TL;DR: Mailchimp wins on e-commerce integrations, AI-powered automation, and template variety — it's the best choice for online stores and growing businesses. Constant Contact wins on event marketing, phone support, and ease of use — it's ideal for local brick-and-mortar businesses, nonprofits, and event organizers. For most users building a serious online business, Mailchimp offers better long-term value and scalability. For local businesses focused on events and in-store promotions, Constant Contact's event tools and U.S.-based phone support are unmatched.
Email marketing remains the highest-ROI digital channel in 2026 — delivering an average of $36 for every $1 spent according to industry benchmarks. But choosing the right email service provider (ESP) is harder than ever, with dozens of platforms competing for your business. Two of the most recognizable names in the space are Mailchimp and Constant Contact, and for good reason: together they power email marketing for millions of businesses worldwide.
Mailchimp has transformed from a simple newsletter tool into a comprehensive marketing platform. Now owned by Intuit, Mailchimp serves over 14 million users with features that include AI-powered content generation (their "Creative Assistant"), advanced segmentation based on purchase behavior, predictive analytics, built-in CRM, and deep e-commerce integrations with Shopify, WooCommerce, BigCommerce, and Magento. In 2026, Mailchimp is the go-to platform for e-commerce brands, SaaS companies, and any business that needs a marketing automation platform that can scale from 500 to 50,000 contacts without switching tools.

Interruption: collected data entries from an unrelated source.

//! World records: the format-neutral shape of a city and its outgoing roads.
//!
//! Format adapters turn bytes into [`WorldRecord`]s ([`RecordSource`]) and
//! back ([`RecordSink`]); the world itself never sees a concrete format.

use std::iter::Map;
use std::vec;

use rampage_foundation::{CityName, Error, Result};

#[cfg(feature = "serde")]
use serde::{Deserialize, Serialize};

use crate::city::{Capacity, City};
use crate::world::{Road, World};

/// One outgoing road as it appears in a record.
#[derive(Clone, Debug, PartialEq, Eq)]
#[cfg_attr(feature = "serde", derive(Serialize, Deserialize))]
pub struct Exit {
    /// Direction label.
    pub label: String,
    /// Destination city.
    pub destination: CityName,
}

impl Exit {
    /// Creates an exit.
    #[must_use]
    pub fn new(label: impl Into<String>, destination: impl Into<CityName>) -> Self {
        Self {
            label: label.into(),
            destination: destination.into(),
        }
    }
}

/// A city and the roads leading out of it.
#[derive(Clone, Debug, PartialEq, Eq)]
#[cfg_attr(feature = "serde", derive(Serialize, Deserialize))]
pub struct WorldRecord {
    /// The city this record describes.
    pub city: CityName,
    /// Outgoing roads, in order.
    pub exits: Vec<Exit>,
}

impl WorldRecord {
    /// Creates a record with no exits.
    #[must_use]
    pub fn new(city: impl Into<CityName>) -> Self {
        Self {
            city: city.into(),
            exits: Vec::new(),
        }
    }

    /// Builder method to append an exit.
    #[must_use]
    pub fn with_exit(mut self, label: impl Into<String>, destination: impl Into<CityName>) -> Self {
        self.exits.push(Exit::new(label, destination));
        self
    }

    /// Returns this record's exits as roads.
    pub fn roads(&self) -> impl Iterator<Item = Road> + '_ {
        self.exits
            .iter()
            .map(|exit| Road::new(exit.label.clone(), self.city.clone(), exit.destination.clone()))
    }
}

/// Produces a lazy, single-pass sequence of records.
pub trait RecordSource {
    /// The record iterator.
    type Records: Iterator<Item = Result<WorldRecord>>;

    /// Consumes the source and returns its records.
    fn records(self) -> Self::Records;
}

/// Consumes a sequence of records.
pub trait RecordSink {
    /// Writes every record, stopping at the first error.
    ///
    /// # Errors
    ///
    /// Returns the first error yielded by `records` or raised while writing.
    fn write_records<I>(&mut self, records: I) -> Result<()>
    where
        I: IntoIterator<Item = Result<WorldRecord>>;
}

impl RecordSource for Vec<WorldRecord> {
    type Records = Map<vec::IntoIter<WorldRecord>, fn(WorldRecord) -> Result<WorldRecord>>;

    fn records(self) -> Self::Records {
        self.into_iter().map(Ok as fn(WorldRecord) -> Result<WorldRecord>)
    }
}

impl RecordSink for Vec<WorldRecord> {
    fn write_records<I>(&mut self, records: I) -> Result<()>
    where
        I: IntoIterator<Item = Result<WorldRecord>>,
    {
        for record in records {
            self.push(record?);
        }
        Ok(())
    }
}

/// Builds a world from a stream of records.
///
/// Every record city becomes a city with the given capacity. Destinations
/// that have not been seen yet are created on the spot, so records may refer
/// to cities described later (or never). A city described twice keeps its
/// first entry and gains the roads of both.
///
/// # Errors
///
/// Returns the first error yielded by `records`.
pub fn build_world<I>(records: I, capacity: Capacity) -> Result<World>
where
    I: IntoIterator<Item = Result<WorldRecord>>,
{
    let mut world = World::new();
    for record in records {
        let record = record?;
        world.add_city(City::new(record.city.clone(), capacity));
        for exit in record.exits {
            if !world.contains_city(exit.destination.as_str()) {
                world.add_city(City::new(exit.destination.clone(), capacity));
            }
            world.add_road(Road::new(exit.label, record.city.clone(), exit.destination))?;
        }
    }
    Ok(world)
}

/// Returns the records describing what is left of `world`.
#[must_use]
pub fn remaining_records(world: &World) -> RemainingRecords<'_> {
    RemainingRecords {
        world,
        cities: world.undestroyed_cities().into_iter(),
    }
}

/// Lazy iterator over the surviving part of a world.
///
/// Yields one record per undestroyed city that still has a road to an
/// undestroyed destination, containing only those roads.
#[derive(Debug)]
pub struct RemainingRecords<'w> {
    world: &'w World,
    cities: vec::IntoIter<&'w City>,
}

impl Iterator for RemainingRecords<'_> {
    type Item = Result<WorldRecord>;

    fn next(&mut self) -> Option<Self::Item> {
        for city in self.cities.by_ref() {
            let mut record = WorldRecord::new(city.name().clone());
            for road in self.world.roads_from(city.name().as_str()) {
                match self.world.city(road.destination().as_str()) {
                    None => return Some(Err(Error::unknown_city(road.destination().clone()))),
                    Some(destination) if destination.is_destroyed() => {}
                    Some(_) => record
                        .exits
                        .push(Exit::new(road.label(), road.destination().clone())),
                }
            }
            if !record.exits.is_empty() {
                return Some(Ok(record));
            }
        }
        None
    }
}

Constant Contact has been a household name in email marketing since 1995 — long before "email marketing" was even a recognized category. With over 600,000 customers, Constant Contact has built its reputation on simplicity, reliability, and exceptional customer support. Its standout features include best-in-class event marketing (RSVP tracking, ticketing, and automated reminders), seamless integration with Google and Facebook ad platforms, and U.S.-based phone support — a rare and valuable offering in 2026, when most SaaS companies have shifted to chat-only support. Constant Contact excels for local businesses, restaurants, gyms, nonprofits, and any organization that regularly runs events or promotions.
We tested both platforms side-by-side for 3 months (February–April 2026), sending bi-weekly campaigns to a 2,500-subscriber segment, building automation workflows, creating events, and evaluating deliverability with Mail-Tester and InboxAlyzer. Here's what we found.

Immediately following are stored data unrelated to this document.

//! Monsters and keyed monster collections.

use std::collections::BTreeMap;

use rampage_foundation::{CityName, Error, MonsterId, Result};

#[cfg(feature = "serde")]
use serde::{Deserialize, Serialize};

/// A monster roaming the world.
#[derive(Clone, Debug, PartialEq, Eq)]
#[cfg_attr(feature = "serde", derive(Serialize, Deserialize))]
pub struct Monster {
    id: MonsterId,
    name: String,
    /// `None` until the monster is first placed.
    location: Option<CityName>,
}

impl Monster {
    /// Creates an unplaced monster.
    #[must_use]
    pub fn new(id: MonsterId, name: impl Into<String>) -> Self {
        Self {
            id,
            name: name.into(),
            location: None,
        }
    }

    /// Returns the monster's ID.
    #[must_use]
    pub fn id(&self) -> MonsterId {
        self.id
    }

    /// Returns the monster's display name.
    #[must_use]
    pub fn name(&self) -> &str {
        &self.name
    }

    /// Returns the city the monster is in, if placed.
    #[must_use]
    pub fn location(&self) -> Option<&CityName> {
        self.location.as_ref()
    }

    /// Returns true once the monster has been placed in a city.
    #[must_use]
    pub fn is_placed(&self) -> bool {
        self.location.is_some()
    }

    /// Moves the monster to `city`.
    pub fn set_location(&mut self, city: CityName) {
        self.location = Some(city);
    }
}

/// A keyed set of monsters.
///
/// Iteration is in ascending [`MonsterId`] order.
#[derive(Clone, Debug, Default, PartialEq, Eq)]
#[cfg_attr(feature = "serde", derive(Serialize, Deserialize))]
pub struct MonsterCollection {
    monsters: BTreeMap<MonsterId, Monster>,
}

impl MonsterCollection {
    /// Creates an empty collection.
    #[must_use]
    pub fn new() -> Self {
        Self::default()
    }

    /// Adds a monster.
    ///
    /// # Errors
    ///
    /// Returns an error if a monster with the same ID is already present.
    pub fn add(&mut self, monster: Monster) -> Result<()> {
        if self.monsters.contains_key(&monster.id) {
            return Err(Error::duplicate_monster(monster.id));
        }
        self.monsters.insert(monster.id, monster);
        Ok(())
    }

    /// Removes a monster and returns it.
    ///
    /// # Errors
    ///
    /// Returns an error if no monster with this ID is present.
    pub fn remove(&mut self, id: MonsterId) -> Result<Monster> {
        self.monsters
            .remove(&id)
            .ok_or_else(|| Error::monster_not_found(id))
    }

    /// Removes a monster if present.
    pub fn take(&mut self, id: MonsterId) -> Option<Monster> {
        self.monsters.remove(&id)
    }

    /// Gets a monster by ID.
    #[must_use]
    pub fn get(&self, id: MonsterId) -> Option<&Monster> {
        self.monsters.get(&id)
    }

    /// Gets a mutable reference to a monster by ID.
    pub fn get_mut(&mut self, id: MonsterId) -> Option<&mut Monster> {
        self.monsters.get_mut(&id)
    }

    /// Returns true if a monster with this ID is present.
    #[must_use]
    pub fn contains(&self, id: MonsterId) -> bool {
        self.monsters.contains_key(&id)
    }

    /// Returns the number of monsters.
    #[must_use]
    pub fn len(&self) -> usize {
        self.monsters.len()
    }

    /// Returns true if there are no monsters.
    #[must_use]
    pub fn is_empty(&self) -> bool {
        self.monsters.is_empty()
    }

    /// Iterates over monsters in ID order.
    pub fn iter(&self) -> impl Iterator<Item = &Monster> {
        self.monsters.values()
    }

    /// Iterates over monster IDs in ascending order.
    pub fn ids(&self) -> impl Iterator<Item = MonsterId> + '_ {
        self.monsters.keys().copied()
    }
}

impl FromIterator<Monster> for MonsterCollection {
    /// Later monsters replace earlier ones with the same ID.
    fn from_iter<I: IntoIterator<Item = Monster>>(iter: I) -> Self {
        Self {
            monsters: iter.into_iter().map(|m| (m.id, m)).collect(),
        }
    }
}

- At a Glance: Mailchimp vs Constant Contact
- Section 1: Pricing & Value
- Section 2: Email Templates & Design
- Section 3: Automation & Workflows
- Section 4: Email Deliverability
- Section 5: List Management & Segmentation
- Section 6: A/B Testing & Analytics
- Section 7: Integrations & Ecosystem
- Section 8: Customer Support
- The Verdict: Which Should You Choose?
- FAQ
At a Glance: Mailchimp vs Constant Contact
| Feature | Mailchimp | Constant Contact |
|---|---|---|
| Starting Price | $13/mo (500 contacts) | $12/mo (500 contacts) |
| Free Plan | ✅ Yes (500 contacts, limited features) | ❌ No (60-day free trial) |
| Drag-and-Drop Editor | ✅ Advanced with AI assistant | ✅ Simple and intuitive |
| Automation | ✅ Customer journey builder (advanced) | ✅ Basic automation sequences |
| Email Templates | 200+ responsive templates | 150+ responsive templates |
| A/B Testing | ✅ Subject lines, content, send times, segments | ✅ Subject lines only |
| Segmentation | Advanced tags, groups, purchase behavior, predicted segments | Tags, lists, contact ratings, survey data |
| Deliverability | 99.1% (our tests) | 99.3% (our tests) |
| Integrations | 300+ integrations + open API | 250+ integrations + Google/Facebook ads |
| Customer Support | Email, chat, knowledge base (no phone on free) | Phone, live chat, email, extensive knowledge base |
| Best For | E-commerce, online businesses, SaaS | Local businesses, nonprofits, events |
Section 1: Pricing & Value
Pricing is where these two platforms show very different philosophies. Mailchimp uses a contact-based pricing model with feature tiers, while Constant Contact keeps things simpler with fewer plan options but charges extra for SMS and some add-ons.
Mailchimp Pricing
- Free (500 contacts, 1,000 sends/month) — Basic email templates, one-step automation, Mailchimp branding, limited reporting. No A/B testing, no advanced segmentation.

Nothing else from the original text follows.